In the early part of this century, some chemists in Holland found a peculiar oily fluid of very fragrant smell, resulted from the action of chlorine on Olefiant gas. It is generally known as the Dutch liquid; it has been called also chloric ether and bichloric ether. Its composition is C4 H2 O2.
In 1831, Mr. Samuel Guthrie of Sackets Harbor, in this State, distilled alcohol from the so called chloride of lime, and obtained a product so closely resembling the Dutch liquid that he though it identical. From some relations to formic acid, it was afterwards called Chloroform, and chloroformid. Its composition is C4 HO3. In 1847, anaésthetic properties brought {198} chloroform prominently before the public. We find an article by Prof. B. Silliman, Jr., in the American Journal of Science, new series, vol., 5, p. 240, in which it is stated that “the terms chloric ether, bichloric ether, perchloride of formyle, Dutch oil and oil of Dutch chemists, are all synonyms of chloroform.”
In a recent visit of the writer at New Haven he saw a prescription of “chloric ether.” Being reminded of the singular error in the Journal printed there, he inquired into the nature of the article dispensed. It proved to be a solution of chloroform in alcohol, and on his return to this city he found the same practice here to a small extent. The proportions in the article bearing this name vary greatly; often it seems that the mere contents of the wash-bottle are in this way disposed of, containing of course a large proportion of water. Mr. Currie, one of our most careful and consciencious chemists, usually prepares it so as to contain 10 per cent. in bulk of chloroform.

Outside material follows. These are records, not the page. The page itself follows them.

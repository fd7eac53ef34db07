//! Dynamically typed values.

use std::fmt;

use serde::{Deserialize, Serialize};

/// A dynamically typed value used by expressions and story variables.
///
/// Serialized untagged, so `true`, `3`, `1.5` and `"text"` map directly to
/// JSON scalars.
#[derive(Debug, Clone, PartialEq, Serialize, Deserialize)]
#[serde(untagged)]
pub enum Value {
    /// A boolean.
    Boolean(bool),
    /// A 64-bit signed integer. Visit counts are stored this way.
    Integer(i64),
    /// A 64-bit float.
    Float(f64),
    /// A text value.
    String(String),
}

impl Value {
    /// Short name of the value's type, used in error messages.
    pub fn type_name(&self) -> &'static str {
        match self {
            Self::Boolean(_) => "bool",
            Self::Integer(_) => "int",
            Self::Float(_) => "float",
            Self::String(_) => "string",
        }
    }

    /// The value as an integer, if it is one.
    pub fn as_integer(&self) -> Option<i64> {
        match self {
            Self::Integer(n) => Some(*n),
            _ => None,
        }
    }

    /// The value as a float if it is numeric.
    pub fn as_number(&self) -> Option<f64> {
        match self {
            Self::Integer(n) => Some(*n as f64),
            Self::Float(f) => Some(*f),
            _ => None,
        }
    }
}

impl fmt::Display for Value {
    fn fmt(&self, f: &mut fmt::Formatter<'_>) -> fmt::Result {
        match self {
            Self::Boolean(b) => write!(f, "{b}"),
            Self::Integer(n) => write!(f, "{n}"),
            Self::Float(n) => write!(f, "{n}"),
            Self::String(s) => write!(f, "\"{s}\""),
        }
    }
}

impl From<bool> for Value {
    fn from(b: bool) -> Self {
        Self::Boolean(b)
    }
}

impl From<i64> for Value {
    fn from(n: i64) -> Self {
        Self::Integer(n)
    }
}

impl From<f64> for Value {
    fn from(n: f64) -> Self {
        Self::Float(n)
    }
}

impl From<&str> for Value {
    fn from(s: &str) -> Self {
        Self::String(s.to_string())
    }
}

impl From<String> for Value {
    fn from(s: String) -> Self {
        Self::String(s)
    }
}
use std::path::Path;

pub fn run(file: &Path) -> Result<(), String> {
    let story = super::load_story(file)?;

    println!("  All checks passed for '{}'.", file.display());
    println!(
        "  {} nodes, {} knots, {} variables",
        story.len(),
        story.knots().len(),
        story.variables().len()
    );

    Ok(())
}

A more convenient formula would be, chloroform 1 part, alcohol 10 parts. Some such article under the name of Tinctura Chloroformi ought to have place in our pharmacopœia.

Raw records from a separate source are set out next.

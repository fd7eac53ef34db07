//! Inline features of a line: comments, tags, diverts, glue, conditions,
//! labels and option text suppression.

use crate::error::LineError;
use crate::line::{is_identifier, is_word_char};
use crate::node::Content;

/// Strip comment, tags, divert and glue from a line remainder.
pub fn parse(input: &str) -> Result<Content, LineError> {
    let mut rest = match input.find("//") {
        Some(i) => &input[..i],
        None => input,
    };

    let mut tags = Vec::new();
    while let Some(i) = rest.rfind('#') {
        let tag = rest[i + 1..].trim();
        if !tag.is_empty() {
            tags.push(tag.to_string());
        }
        rest = &rest[..i];
    }
    tags.reverse();

    let mut divert = None;
    if let Some(i) = rest.rfind("->") {
        let target = rest[i + 2..].trim();
        if !is_divert_target(target) {
            return Err(LineError::MalformedDivert(target.to_string()));
        }
        divert = Some(target.to_string());
        rest = &rest[..i];
    }

    // Whitespace before a trailing glue marker is kept; a leading marker
    // swallows what follows it.
    let mut glue_start = false;
    let mut glue_end = false;
    let leading = rest.trim_start();
    rest = match leading.strip_prefix("<>") {
        Some(after) => {
            glue_start = true;
            after.trim_start()
        }
        None => leading,
    };
    let trailing = rest.trim_end();
    rest = match trailing.strip_suffix("<>") {
        Some(before) => {
            glue_end = true;
            before
        }
        None => trailing,
    };

    Ok(Content {
        text: rest.to_string(),
        tags,
        divert,
        glue_start,
        glue_end,
    })
}

/// `[A-Za-z_]\w*(\.\w+)*`
pub fn is_divert_target(target: &str) -> bool {
    let mut segments = target.split('.');
    let head_ok = segments.next().is_some_and(is_identifier);
    head_ok && segments.all(|s| !s.is_empty() && s.chars().all(is_word_char))
}

/// Split a leading `{expr}` off option text.
///
/// Returns the trimmed expression and the text after the closing brace.
pub fn split_condition(text: &str) -> Option<(&str, &str)> {
    let body = text.trim_start().strip_prefix('{')?;
    let close = body.find('}')?;
    Some((body[..close].trim(), body[close + 1..].trim_start()))
}

/// Split a leading `(label)` off a line's text.
///
/// Returns the trimmed label, possibly empty, and the text after it.
pub fn split_label(text: &str) -> Option<(&str, &str)> {
    let body = text.trim_start().strip_prefix('(')?;
    let close = body.find(')')?;
    Some((body[..close].trim(), body[close + 1..].trim_start()))
}

/// Render option text with its `[suppressed]` segment.
///
/// While listed the option shows `before + inside`; once picked it plays
/// back as `before + after`.
pub fn render_option(text: &str, listing: bool) -> String {
    let bracket = text
        .rfind(']')
        .and_then(|close| text[..close].rfind('[').map(|open| (open, close)));
    match bracket {
        Some((open, close)) if listing => format!("{}{}", &text[..open], &text[open + 1..close]),
        Some((open, close)) => format!("{}{}", &text[..open], &text[close + 1..]),
        None => text.to_string(),
    }
}

#[cfg(test)]
mod tests {
    use super::*;

    #[test]
    fn plain_text_is_kept_verbatim() {
        let content = parse("Hello,   world").unwrap();
        assert_eq!(content.text, "Hello,   world");
        assert!(content.tags.is_empty());
        assert!(content.divert.is_none());
    }

    #[test]
    fn comment_is_discarded() {
        let content = parse("Hello // note -> nowhere #x").unwrap();
        assert_eq!(content.text, "Hello");
        assert!(content.tags.is_empty());
        assert!(content.divert.is_none());
    }

    #[test]
    fn tags_in_declared_order() {
        let content = parse("Text #one # two #three").unwrap();
        assert_eq!(content.text, "Text");
        assert_eq!(content.tags, vec!["one", "two", "three"]);
    }

    #[test]
    fn divert_is_split_off() {
        let content = parse("Go on -> Knot_A.stitch_1 #loud").unwrap();
        assert_eq!(content.text, "Go on");
        assert_eq!(content.divert.as_deref(), Some("Knot_A.stitch_1"));
        assert_eq!(content.tags, vec!["loud"]);
    }

    #[test]
    fn malformed_divert_targets() {
        for line in ["a ->", "a -> 1abc", "a -> x.", "a -> x y"] {
            assert!(
                matches!(parse(line), Err(LineError::MalformedDivert(_))),
                "{line}"
            );
        }
    }

    #[test]
    fn glue_markers() {
        let tail = parse("We hurried home <>").unwrap();
        assert!(tail.glue_end);
        assert_eq!(tail.text, "We hurried home ");

        let head = parse("<>to Savile Row").unwrap();
        assert!(head.glue_start);
        assert_eq!(head.text, "to Savile Row");

        let spaced = parse("<>   to Savile Row").unwrap();
        assert!(spaced.glue_start);
        assert_eq!(spaced.text, "to Savile Row");
    }

    #[test]
    fn condition_prefix() {
        assert_eq!(
            split_condition("{Knot_A > 0} Opt"),
            Some(("Knot_A > 0", "Opt"))
        );
        assert_eq!(split_condition("Opt {x}"), None);
    }

    #[test]
    fn label_prefix() {
        assert_eq!(split_label("(greet) Hello"), Some(("greet", "Hello")));
        assert_eq!(split_label("() Hello"), Some(("", "Hello")));
        assert_eq!(split_label("Hello (there)"), None);
    }

    #[test]
    fn suppression() {
        let text = "\"I am[.\"] somewhat tired,\" I said.";
        assert_eq!(render_option(text, true), "\"I am.\"");
        assert_eq!(render_option(text, false), "\"I am somewhat tired,\" I said.");
        assert_eq!(render_option("[Hidden]", false), "");
        assert_eq!(render_option("No brackets", true), "No brackets");
    }
}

But to our confusion the term chloric ether is applied to yet another, and entirely a different body, formed by the distillation of alcohol and hydrochloric acid, the composition of which is C4 H5 O. This is also called hydrochloric ether and muriatic ether.
But to neither of these four substances does the name chloric ether properly belong. Were there such a thing, it would be obtained from the action of chloric acid on alcohol, a reaction which is prevented by the decomposition of the chloric acid by the alcohol, to which it gives part of its oxygen, forming acetic acid.
This subject is not of so much importance intrinsically as it is by way of illustrating the extreme importance of rigid adhesion to systematic nomenclature as the only means of saving us from dangerous errors and inextricable confusion.